Ein schöner Zeitvertreib an Bord eines Flugzeugs ist, im Inflight-Shoppingmagazin zu blättern und fantasievolle Ranglisten zu erstellen. Bei Air Berlin beschloss ich kürzlich, die Werbetexte für Armbanduhren nach dem Grad der Verzweiflung zu sortieren, der ihre armen Schöpfer offensichtlich plagt. Sie müssen Gründe erfinden, warum ausgerechnet ein austauschbares Massenprodukt ein Ausdruck von Individualität sein soll. Ein harter Job.

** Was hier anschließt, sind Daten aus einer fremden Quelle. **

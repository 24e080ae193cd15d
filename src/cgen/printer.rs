//! Pretty-prints built C trees with minimal parenthesisation.

use crate::encodings::ValueType;
use crate::text::printer::{format_f32, format_f64};

use super::node::{CKind, CTree, NodeId};

/// C operator precedence, higher binds tighter.
fn precedence(op: &str) -> u8 {
    match op {
        "=" => 2,
        "||" => 4,
        "&&" => 5,
        "|" => 6,
        "^" => 7,
        "&" => 8,
        "==" | "!=" => 9,
        "<" | "<=" | ">" | ">=" => 10,
        "<<" | ">>" => 11,
        "+" | "-" => 12,
        "*" | "/" | "%" => 13,
        _ => 14,
    }
}

const UNARY_PRECEDENCE: u8 = 15;
const PRIMARY_PRECEDENCE: u8 = 16;

fn expression_precedence(tree: &CTree, id: NodeId) -> u8 {
    match tree.kind(id) {
        CKind::Binary { op } => precedence(op),
        CKind::Unary { .. } | CKind::Cast { .. } => UNARY_PRECEDENCE,
        CKind::Ternary => 3,
        CKind::I32(value) if *value < 0 => UNARY_PRECEDENCE,
        CKind::I64(value) if *value < 0 => UNARY_PRECEDENCE,
        _ => PRIMARY_PRECEDENCE,
    }
}

/// Operators where `a op (b op c)` needs no parentheses.
fn is_associative(op: &str) -> bool {
    matches!(op, "+" | "*")
}

pub fn print_expression(tree: &CTree, id: NodeId, out: &mut String) {
    print_expr(tree, id, out);
}

fn needs_parenthesis(parent_precedence: u8, child_precedence: u8) -> bool {
    child_precedence < parent_precedence
}

fn print_operand(tree: &CTree, id: NodeId, out: &mut String, minimum: u8) {
    if needs_parenthesis(minimum, expression_precedence(tree, id)) {
        out.push('(');
        print_expr(tree, id, out);
        out.push(')');
    } else {
        print_expr(tree, id, out);
    }
}

fn print_expr(tree: &CTree, id: NodeId, out: &mut String) {
    match tree.kind(id) {
        CKind::Binary { op } => print_binary(tree, id, op, out),
        CKind::Unary { op } => {
            let operand = tree.first_child(id).expect("unary operand");

            out.push_str(op);

            // `- -x` must not collapse into a decrement.
            let negative_literal = matches!(
                tree.kind(operand),
                CKind::Unary { op: "-" } | CKind::I32(i32::MIN..=-1) | CKind::I64(i64::MIN..=-1)
            );

            if *op == "-" && negative_literal {
                out.push('(');
                print_expr(tree, operand, out);
                out.push(')');
            } else {
                print_operand(tree, operand, out, UNARY_PRECEDENCE);
            }
        }
        CKind::Ternary => {
            let mut children = tree.children(id);
            let condition = children.next().expect("ternary condition");
            let consequent = children.next().expect("ternary consequent");
            let otherwise = children.next().expect("ternary alternative");

            print_operand(tree, condition, out, 4);
            out.push_str(" ? ");
            print_operand(tree, consequent, out, 4);
            out.push_str(" : ");
            print_operand(tree, otherwise, out, 3);
        }
        CKind::Call { name } => {
            out.push_str(name);
            out.push('(');
            print_arguments(tree, tree.children(id), out);
            out.push(')');
        }
        CKind::CallIndirect { type_index, table } => {
            let mut children = tree.children(id);
            let element = children.next().expect("call_indirect element");

            out.push_str(&format!("((type{}) {}.data[", type_index, table));
            print_expr(tree, element, out);
            out.push_str("])(");
            print_arguments(tree, children, out);
            out.push(')');
        }
        CKind::Cast { c_type } => {
            let operand = tree.first_child(id).expect("cast operand");

            out.push_str(&format!("({})", c_type));
            print_operand(tree, operand, out, UNARY_PRECEDENCE);
        }
        CKind::Load { what, memory } => {
            let address = tree.first_child(id).expect("load address");

            out.push_str(&format!("{}(&{}, ", what, memory));
            print_expr(tree, address, out);
            out.push(')');
        }
        CKind::Store { what, memory } => {
            let mut children = tree.children(id);
            let address = children.next().expect("store address");
            let value = children.next().expect("store value");

            out.push_str(&format!("{}(&{}, ", what, memory));
            print_expr(tree, address, out);
            out.push_str(", ");
            print_expr(tree, value, out);
            out.push(')');
        }
        CKind::I32(value) => out.push_str(&value.to_string()),
        CKind::I64(value) => {
            if *value == i64::MIN {
                // The literal would overflow before the negation applies.
                out.push_str("(-9223372036854775807LL - 1)");
            } else {
                out.push_str(&format!("{}LL", value));
            }
        }
        CKind::F32(value) => print_f32(*value, out),
        CKind::F64(value) => print_f64(*value, out),
        CKind::NameUse(name) => out.push_str(name),
        other => out.push_str(&format!("/* {:?} */", other)),
    }
}

fn print_arguments(tree: &CTree, children: super::node::Children<'_>, out: &mut String) {
    for (index, argument) in children.enumerate() {
        if index > 0 {
            out.push_str(", ");
        }

        print_expr(tree, argument, out);
    }
}

fn print_binary(tree: &CTree, id: NodeId, op: &'static str, out: &mut String) {
    let mut children = tree.children(id);
    let left = children.next().expect("binary left operand");
    let right = children.next().expect("binary right operand");
    let level = precedence(op);

    if op == "=" {
        // `x = x op y` prints as the compound assignment `x op= y`.
        if let (CKind::NameUse(target), CKind::Binary { op: inner }) =
            (tree.kind(left), tree.kind(right))
        {
            let compoundable = matches!(
                *inner,
                "+" | "-" | "*" | "/" | "%" | "<<" | ">>" | "&" | "^" | "|"
            );

            if compoundable {
                let inner_left = tree.first_child(right).expect("operand");

                if tree.kind(inner_left) == &CKind::NameUse(target.clone()) {
                    let inner_right = tree.next(inner_left).expect("operand");

                    out.push_str(target);
                    out.push_str(&format!(" {}= ", inner));
                    print_operand(tree, inner_right, out, precedence(inner) + 1);
                    return;
                }
            }
        }

        print_expr(tree, left, out);
        out.push_str(" = ");
        print_operand(tree, right, out, level);
        return;
    }

    print_operand(tree, left, out, level);
    out.push_str(&format!(" {} ", op));

    // The right operand of a left-associative operator needs parentheses at
    // equal precedence, except inside the same associative operator.
    let right_precedence = expression_precedence(tree, right);
    let same_associative =
        is_associative(op) && matches!(tree.kind(right), CKind::Binary { op: inner } if *inner == op);

    if right_precedence < level || (right_precedence == level && !same_associative) {
        out.push('(');
        print_expr(tree, right, out);
        out.push(')');
    } else {
        print_expr(tree, right, out);
    }
}

fn print_f32(value: f32, out: &mut String) {
    if value.is_finite() {
        out.push_str(&format!("{}F", format_f32(value)));
    } else if value.is_infinite() {
        out.push_str(if value < 0.0 { "-INFINITY" } else { "INFINITY" });
    } else {
        out.push_str(&format!(
            "reinterpretF32I32(0x{:08x}U)",
            value.to_bits()
        ));
    }
}

fn print_f64(value: f64, out: &mut String) {
    if value.is_finite() {
        out.push_str(&format_f64(value));
    } else if value.is_infinite() {
        out.push_str(if value < 0.0 { "-INFINITY" } else { "INFINITY" });
    } else {
        out.push_str(&format!(
            "reinterpretF64I64(0x{:016x}ULL)",
            value.to_bits()
        ));
    }
}

pub fn print_statement(tree: &CTree, id: NodeId, out: &mut String, indent: usize) {
    let margin = "    ".repeat(indent);

    match tree.kind(id) {
        CKind::Compound => {
            out.push_str(&format!("{}{{\n", margin));

            for child in tree.children(id) {
                print_statement(tree, child, out, indent + 1);
            }

            out.push_str(&format!("{}}}\n", margin));
        }
        CKind::Variable { c_type, name } => {
            out.push_str(&format!("{}{} {}", margin, c_type_name(*c_type), name));

            if let Some(initializer) = tree.first_child(id) {
                out.push_str(" = ");
                print_expr(tree, initializer, out);
            }

            out.push_str(";\n");
        }
        CKind::Return => {
            match tree.first_child(id) {
                Some(value) => {
                    out.push_str(&format!("{}return ", margin));
                    print_expr(tree, value, out);
                    out.push_str(";\n");
                }
                None => out.push_str(&format!("{}return;\n", margin)),
            }
        }
        CKind::Br { label } => {
            out.push_str(&format!("{}goto label{};\n", margin, label));
        }
        CKind::Label(label) => {
            out.push_str(&format!("label{}:;\n", label));
        }
        CKind::If => {
            let mut children = tree.children(id);
            let condition = children.next().expect("if condition");
            let then_compound = children.next();
            let else_compound = children.next();

            out.push_str(&format!("{}if (", margin));
            print_expr(tree, condition, out);
            out.push_str(") {\n");

            if let Some(then_compound) = then_compound {
                for child in tree.children(then_compound) {
                    print_statement(tree, child, out, indent + 1);
                }
            }

            match else_compound {
                Some(else_compound) => {
                    out.push_str(&format!("{}}} else {{\n", margin));

                    for child in tree.children(else_compound) {
                        print_statement(tree, child, out, indent + 1);
                    }

                    out.push_str(&format!("{}}}\n", margin));
                }
                None => out.push_str(&format!("{}}}\n", margin)),
            }
        }
        CKind::Switch { cases, default } => {
            let scrutinee = tree.first_child(id).expect("switch scrutinee");

            out.push_str(&format!("{}switch (", margin));
            print_expr(tree, scrutinee, out);
            out.push_str(") {\n");

            for (value, label) in cases {
                out.push_str(&format!(
                    "{}    case {}: goto label{};\n",
                    margin, value, label
                ));
            }

            out.push_str(&format!("{}    default: goto label{};\n", margin, default));
            out.push_str(&format!("{}}}\n", margin));
        }
        _ => {
            out.push_str(&margin);
            print_expr(tree, id, out);
            out.push_str(";\n");
        }
    }
}

pub fn c_type_name(kind: ValueType) -> &'static str {
    kind.c_name()
}

#[cfg(test)]
mod tests {
    use super::*;

    fn binary(tree: &mut CTree, op: &'static str, left: NodeId, right: NodeId) -> NodeId {
        let node = tree.add(CKind::Binary { op });

        tree.link(left, node);
        tree.link(right, node);
        node
    }

    fn name(tree: &mut CTree, text: &str) -> NodeId {
        tree.add(CKind::NameUse(text.to_string()))
    }

    fn rendered(tree: &CTree, id: NodeId) -> String {
        let mut out = String::new();

        print_expression(tree, id, &mut out);
        out
    }

    #[test]
    fn tighter_children_need_no_parentheses() {
        let mut tree = CTree::new();
        let a = name(&mut tree, "a");
        let b = name(&mut tree, "b");
        let c = name(&mut tree, "c");
        let product = binary(&mut tree, "*", b, c);
        let sum = binary(&mut tree, "+", a, product);

        assert_eq!(rendered(&tree, sum), "a + b * c");
    }

    #[test]
    fn looser_children_are_parenthesised() {
        let mut tree = CTree::new();
        let a = name(&mut tree, "a");
        let b = name(&mut tree, "b");
        let c = name(&mut tree, "c");
        let sum = binary(&mut tree, "+", a, b);
        let product = binary(&mut tree, "*", sum, c);

        assert_eq!(rendered(&tree, product), "(a + b) * c");
    }

    #[test]
    fn associative_right_nesting_skips_parentheses() {
        let mut tree = CTree::new();
        let a = name(&mut tree, "a");
        let b = name(&mut tree, "b");
        let c = name(&mut tree, "c");
        let inner = binary(&mut tree, "+", b, c);
        let outer = binary(&mut tree, "+", a, inner);

        assert_eq!(rendered(&tree, outer), "a + b + c");
    }

    #[test]
    fn non_associative_right_nesting_keeps_parentheses() {
        let mut tree = CTree::new();
        let a = name(&mut tree, "a");
        let b = name(&mut tree, "b");
        let c = name(&mut tree, "c");
        let inner = binary(&mut tree, "-", b, c);
        let outer = binary(&mut tree, "-", a, inner);

        assert_eq!(rendered(&tree, outer), "a - (b - c)");
    }

    #[test]
    fn compound_assignment() {
        let mut tree = CTree::new();
        let x = name(&mut tree, "x");
        let x_again = name(&mut tree, "x");
        let y = name(&mut tree, "y");
        let sum = binary(&mut tree, "+", x_again, y);
        let assignment = binary(&mut tree, "=", x, sum);

        assert_eq!(rendered(&tree, assignment), "x += y");
    }

    #[test]
    fn plain_assignment_when_target_differs() {
        let mut tree = CTree::new();
        let x = name(&mut tree, "x");
        let z = name(&mut tree, "z");
        let y = name(&mut tree, "y");
        let sum = binary(&mut tree, "+", z, y);
        let assignment = binary(&mut tree, "=", x, sum);

        assert_eq!(rendered(&tree, assignment), "x = z + y");
    }

    #[test]
    fn casts_wrap_looser_operands() {
        let mut tree = CTree::new();
        let a = name(&mut tree, "a");
        let b = name(&mut tree, "b");
        let sum = binary(&mut tree, "+", a, b);
        let cast = tree.add(CKind::Cast {
            c_type: "uint32_t".to_string(),
        });

        tree.link(sum, cast);

        assert_eq!(rendered(&tree, cast), "(uint32_t)(a + b)");
    }

    #[test]
    fn negative_literals_stay_unambiguous() {
        let mut tree = CTree::new();
        let minus_one = tree.add(CKind::I32(-1));
        let negated = tree.add(CKind::Unary { op: "-" });

        tree.link(minus_one, negated);

        assert_eq!(rendered(&tree, negated), "-(-1)");
    }

    #[test]
    fn statements_render_with_indentation() {
        let mut tree = CTree::new();
        let ret = tree.add(CKind::Return);
        let a = name(&mut tree, "p0");
        let one = tree.add(CKind::I32(1));
        let sum = binary(&mut tree, "+", a, one);

        tree.link(sum, ret);

        let mut out = String::new();

        print_statement(&tree, ret, &mut out, 1);

        assert_eq!(out, "    return p0 + 1;\n");
    }
}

Platz drei der Verzweiflungsrangliste vergebe ich an ein Modell von Tommy Hilfiger, das "den leger-sportlichen Stil auf ein neues Niveau" heben will – was immer das heißt. Platz zwei geht an die schwedische Marke Triwa, denn sie "symbolisiert die Verwandlung von Uhren in ein modernes Statussymbol". Hex, hex, das hatten wir noch nie. Den ersten Platz aber belegt mit großem Abstand: Lacoste.

Die Marke mit dem Krokodil gehört heute der schweizerischen Familienholding Maus Frères. Berühmt ist Lacoste für Poloshirts (die zu Lebzeiten des Firmengründers René Lacoste vor bald schon hundert Jahren wirklich neu waren). Seitdem befindet sich das Krokodil auf fast allem, was man kaufen kann. Auch auf Armbanduhren im Inflight-Shoppingprogramm von Air Berlin. Bildunterschrift: "Das Lacoste-Poloshirt neu interpretiert in der Uhrenkollektion". Ganz großes Tennis.

Ich interpretiere das als Ausdruck höchster Verzweiflung. Ich soll eine Uhr kaufen, die eigentlich ein Poloshirt ist. Ein Kleidungsstück, gefangen im Körper eines Zeitmessers. Eine Persönlichkeitsstörung am Handgelenk. Und wenn ich dann noch feststelle, dass die Uhr mit 109 Euro deutlich teurer ist als jedes Lacoste-Poloshirt, darf ich sicher noch hineininterpretieren, dass da jemand eine schöne alte Geschichte ausbeutet, um mit wenig Mühe ein paar Euro zu machen. Aber dankbar bin ich trotzdem. Weil dadurch meine Flugzeit wie im Flug vergangen ist. Auf der Rückreise schaue ich mir die Parfums an.